Kedekatan warga dengan produk budaya berupa dawet ayu terungkap melalui pelajaran atau keyakinan warga terhadap filosofi pada dawet ayu. Salah satu ajaran dawet ayu terdapat pada tokoh punakawan Semar dan Gareng yang dipakai sebagai ornamen pada keranjang atau gerobak dawet.

Nama keduanya diakronimkan menjadi mareng, yang berarti kemarau. Pedagang dawet ayu yang diuntungkan dengan kemarau berharap selalu cuaca selalu panas agar dagangannya laris.
Soft Drink Gagasan mengolah dawet ayu menjadi soft drink sebenarnya telah lama mengemuka. Sejak dulu dawet ayu dikemas secara tradisional. Umunya dipasarkan dengan keranjang atau gerobak dari tempat satu ke tempat lain.

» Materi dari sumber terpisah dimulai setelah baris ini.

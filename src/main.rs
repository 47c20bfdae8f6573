//! Facility directory service.
//!
//! JSON API and sitemaps for a state / city / facility directory, plus lead
//! intake with best-effort spreadsheet forwarding.
//!
//! # Architecture Overview
//!
//! ```text
//!                     ┌───────────────────────────────────────────────────────┐
//!                     │                  DIRECTORY SERVICE                     │
//!                     │                                                        │
//!   Client Request    │  ┌────────────┐   ┌──────────┐   ┌───────────────┐    │
//!   ──────────────────┼─▶│ middleware │──▶│ dispatch │──▶│  route table  │    │
//!                     │  │ id/cors/.. │   │          │   │  (routing)    │    │
//!                     │  └────────────┘   └────┬─────┘   └───────────────┘    │
//!                     │                        │                               │
//!                     │                        ▼                               │
//!                     │                  ┌──────────┐    ┌───────────────┐    │
//!                     │                  │ handlers │───▶│   Directory   │────┼──▶ PostgreSQL
//!                     │                  └────┬─────┘    │ (store)       │    │
//!   Client Response   │                       │          └───────────────┘    │
//!   ◀─────────────────┼───────────────────────┘                               │
//!                     │                  content · sitemap · leads ───────────┼──▶ Sheet endpoint
//!                     └───────────────────────────────────────────────────────┘
//! ```

use std::path::PathBuf;

use clap::Parser;
use tokio::net::TcpListener;

use facility_directory::config::loader::load_config;
use facility_directory::lifecycle::{signals, Shutdown};
use facility_directory::observability::{logging, metrics};
use facility_directory::{store, HttpServer};

#[derive(Parser)]
#[command(name = "facility-directory")]
#[command(about = "Facility directory API server", long_about = None)]
struct Args {
    /// Path to the TOML configuration file.
    #[arg(short, long, env = "DIRECTORY_CONFIG", default_value = "directory.toml")]
    config: PathBuf,
}

#[tokio::main]
async fn main() -> Result<(), Box<dyn std::error::Error>> {
    let args = Args::parse();

    // Load configuration
    let config = load_config(&args.config)?;
    logging::init_logging(&config.observability);

    tracing::info!("facility-directory v{} starting", env!("CARGO_PKG_VERSION"));
    tracing::info!(
        bind_address = %config.listener.bind_address,
        postgres = config.database.url.is_some(),
        sheets_forwarding = config.sheets.endpoint.is_some(),
        request_timeout_secs = config.timeouts.request_secs,
        "Configuration loaded"
    );

    if config.observability.metrics_enabled {
        if let Ok(addr) = config.observability.metrics_address.parse() {
            metrics::init_metrics(addr);
        }
    }

    // Store before listener: no traffic until data access is ready
    let directory = store::connect(&config.database).await?;

    let listener = TcpListener::bind(&config.listener.bind_address).await?;
    tracing::info!(address = %listener.local_addr()?, "Listening for connections");

    let shutdown = Shutdown::new();
    signals::spawn_signal_listener(&shutdown);

    let server = HttpServer::new(config, directory.clone());
    server.run(listener, &shutdown).await?;

    directory.close().await;
    tracing::info!("Shutdown complete");
    Ok(())
}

Cara penyajiannya juga sangat sederhana, pedagang menyajikannya jika ada orang yang pesan. Cara seperti ini tidak memungkinkan dawet ayu didistribusikan luas karena mudah basi. Akibatnya, selama puluhan tahun dawet ayu hanya menjadi industri rumahan skala kecil, perkembangannya sangat lamban.

Pengemasan memang masalah klasik dalam industri panganan. Industri makanan skala kecil dibuat bingung karena kemasan menjadi salah satu syarat utama distribusi.

Padahal para pelaku usaha makanan sebenarnya sudah cukup kreatif menciptakan berbagai produk olahan. Industri makanan rumahan semacam ini punya potensi besar. Produk mereka cukup kompetitif, bahkan dibandingkan berbagai jajanan saat ini.

Dawet ayu dibuat dari cendol, santan, gula jawa, buah, pewarna alami, dan es. Pedagang dawet lebih banyak menggunakan pewarna dari daun pandan.

Demikian pula buahnya,  pedagang lebih menggunakan buah asli seperti durian atau nangka, bukan sari buah. Karena dibuat dari bahan alami dawet ayu relatif lebih sehat dan bergizi.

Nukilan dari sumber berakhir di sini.